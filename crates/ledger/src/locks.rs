//! Per-product critical sections.
//!
//! Availability validation is a plain read, and the deduction that follows is
//! a separate write. Two orders racing for the same product could both read
//! the pre-decrement quantity and both conclude success. The lock set closes
//! that check-then-act window: the lifecycle holds an order's product locks
//! across validate + status write + commit, so contending orders serialize
//! while orders over disjoint products proceed in parallel.

use std::collections::HashSet;
use std::sync::{Condvar, Mutex};

use stockline_core::ProductId;

use crate::store::StoreError;

/// Set-based product locks.
///
/// An order's whole product set is acquired in one step: a caller either gets
/// every lock it needs or waits holding none. No hold-and-wait means two
/// orders with overlapping products cannot deadlock regardless of item order.
#[derive(Debug, Default)]
pub struct ProductLockSet {
    held: Mutex<HashSet<ProductId>>,
    released: Condvar,
}

impl ProductLockSet {
    pub fn new() -> Self {
        Self::default()
    }

    /// Block until every product in the set is free, then take all of them.
    ///
    /// Duplicates in the input are collapsed. The locks are released when the
    /// returned guard drops.
    pub fn acquire(
        &self,
        products: impl IntoIterator<Item = ProductId>,
    ) -> Result<ProductLockGuard<'_>, StoreError> {
        let wanted: HashSet<ProductId> = products.into_iter().collect();

        let mut held = self.held.lock().map_err(|_| StoreError::Poisoned)?;
        while wanted.iter().any(|p| held.contains(p)) {
            held = self
                .released
                .wait(held)
                .map_err(|_| StoreError::Poisoned)?;
        }
        for p in &wanted {
            held.insert(*p);
        }

        Ok(ProductLockGuard {
            set: self,
            products: wanted,
        })
    }
}

/// Holds a set of product locks; dropping it releases them and wakes waiters.
#[derive(Debug)]
pub struct ProductLockGuard<'a> {
    set: &'a ProductLockSet,
    products: HashSet<ProductId>,
}

impl Drop for ProductLockGuard<'_> {
    fn drop(&mut self) {
        if let Ok(mut held) = self.set.held.lock() {
            for p in &self.products {
                held.remove(p);
            }
        }
        self.set.released.notify_all();
    }
}

#[cfg(test)]
mod tests {
    use super::*;
    use std::sync::Arc;
    use std::sync::atomic::{AtomicI64, Ordering};
    use std::thread;

    #[test]
    fn disjoint_sets_are_held_concurrently() {
        let locks = ProductLockSet::new();
        let a = ProductId::new();
        let b = ProductId::new();

        let guard_a = locks.acquire([a]).unwrap();
        let guard_b = locks.acquire([b]).unwrap();
        drop(guard_a);
        drop(guard_b);
    }

    #[test]
    fn duplicate_products_in_one_acquire_are_collapsed() {
        let locks = ProductLockSet::new();
        let p = ProductId::new();
        let guard = locks.acquire([p, p, p]).unwrap();
        drop(guard);
        // Re-acquiring after drop must not block on leftover entries.
        let _guard = locks.acquire([p]).unwrap();
    }

    #[test]
    fn overlapping_acquires_serialize_their_critical_sections() {
        let locks = Arc::new(ProductLockSet::new());
        let shared = ProductId::new();
        let in_section = Arc::new(AtomicI64::new(0));

        let mut handles = Vec::new();
        for _ in 0..8 {
            let locks = locks.clone();
            let in_section = in_section.clone();
            handles.push(thread::spawn(move || {
                for _ in 0..50 {
                    let _guard = locks.acquire([shared, ProductId::new()]).unwrap();
                    let now = in_section.fetch_add(1, Ordering::SeqCst);
                    assert_eq!(now, 0, "two threads inside the same product section");
                    in_section.fetch_sub(1, Ordering::SeqCst);
                }
            }));
        }
        for h in handles {
            h.join().unwrap();
        }
    }
}
//! Order lifecycle: status transitions and their stock side effects.
//!
//! The controller is the only caller of the stock ledger. It detects which
//! edge a status change is on (commit-triggering, release-triggering, or
//! neither) and invokes the ledger at exactly those edges, holding the
//! per-product critical section across validate + status write + commit.

pub mod controller;
pub mod store;

pub use controller::{LifecycleController, StockEffect, TransitionError, TransitionOutcome};
pub use store::OrderStore;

* **Your instructions**: From the first entry to the last, reproduce everything precisely.

* **Response**:
filename crates/ledger/src/locks.rs
//! Per-product critical sections.
//!
//! Availability validation is a plain read, and the deduction that follows is
//! a separate write. Two orders racing for the same product could both read
//! the pre-decrement quantity and both conclude success. The lock set closes
//! that check-then-act window: the lifecycle holds an order's product locks
//! across validate + status write + commit, so contending orders serialize
//! while orders over disjoint products proceed in parallel.

use std::collections::HashSet;
use std::sync::{Condvar, Mutex};

use stockline_core::ProductId;

use crate::store::StoreError;

/// Set-based product locks.
///
/// An order's whole product set is acquired in one step: a caller either gets
/// every lock it needs or waits holding none. No hold-and-wait means two
/// orders with overlapping products cannot deadlock regardless of item order.
#[derive(Debug, Default)]
pub struct ProductLockSet {
    held: Mutex<HashSet<ProductId>>,
    released: Condvar,
}

impl ProductLockSet {
    pub fn new() -> Self {
        Self::default()
    }

    /// Block until every product in the set is free, then take all of them.
    ///
    /// Duplicates in the input are collapsed. The locks are released when the
    /// returned guard drops.
    pub fn acquire(
        &self,
        products: impl IntoIterator<Item = ProductId>,
    ) -> Result<ProductLockGuard<'_>, StoreError> {
        let wanted: HashSet<ProductId> = products.into_iter().collect();

        let mut held = self.held.lock().map_err(|_| StoreError::Poisoned)?;
        while wanted.iter().any(|p| held.contains(p)) {
            held = self
                .released
                .wait(held)
                .map_err(|_| StoreError::Poisoned)?;
        }
        for p in &wanted {
            held.insert(*p);
        }

        Ok(ProductLockGuard {
            set: self,
            products: wanted,
        })
    }
}

/// Holds a set of product locks; dropping it releases them and wakes waiters.
#[derive(Debug)]
pub struct ProductLockGuard<'a> {
    set: &'a ProductLockSet,
    products: HashSet<ProductId>,
}

impl Drop for ProductLockGuard<'_> {
    fn drop(&mut self) {
        if let Ok(mut held) = self.set.held.lock() {
            for p in &self.products {
                held.remove(p);
            }
        }
        self.set.released.notify_all();
    }
}

#[cfg(test)]
mod tests {
    use super::*;
    use std::sync::Arc;
    use std::sync::atomic::{AtomicI64, Ordering};
    use std::thread;

    #[test]
    fn disjoint_sets_are_held_concurrently() {
        let locks = ProductLockSet::new();
        let a = ProductId::new();
        let b = ProductId::new();

        let guard_a = locks.acquire([a]).unwrap();
        let guard_b = locks.acquire([b]).unwrap();
        drop(guard_a);
        drop(guard_b);
    }

    #[test]
    fn duplicate_products_in_one_acquire_are_collapsed() {
        let locks = ProductLockSet::new();
        let p = ProductId::new();
        let guard = locks.acquire([p, p, p]).unwrap();
        drop(guard);
        // Re-acquiring after drop must not block on leftover entries.
        let _guard = locks.acquire([p]).unwrap();
    }

    #[test]
    fn overlapping_acquires_serialize_their_critical_sections() {
        let locks = Arc::new(ProductLockSet::new());
        let shared = ProductId::new();
        let in_section = Arc::new(AtomicI64::new(0));

        let mut handles = Vec::new();
        for _ in 0..8 {
            let locks = locks.clone();
            let in_section = in_section.clone();
            handles.push(thread::spawn(move || {
                for _ in 0..50 {
                    let _guard = locks.acquire([shared, ProductId::new()]).unwrap();
                    let now = in_section.fetch_add(1, Ordering::SeqCst);
                    assert_eq!(now, 0, "two threads inside the same product section");
                    in_section.fetch_sub(1, Ordering::SeqCst);
                }
            }));
        }
        for h in handles {
            h.join().unwrap();
        }
    }
}
//! Order lifecycle: status transitions and their stock side effects.
//!
//! The controller is the only caller of the stock ledger. It detects which
//! edge a status change is on (commit-triggering, release-triggering, or
//! neither) and invokes the ledger at exactly those edges, holding the
//! per-product critical section across validate + status write + commit.

pub mod controller;
pub mod store;

pub use controller::{LifecycleController, StockEffect, TransitionError, TransitionOutcome};
pub use store::OrderStore;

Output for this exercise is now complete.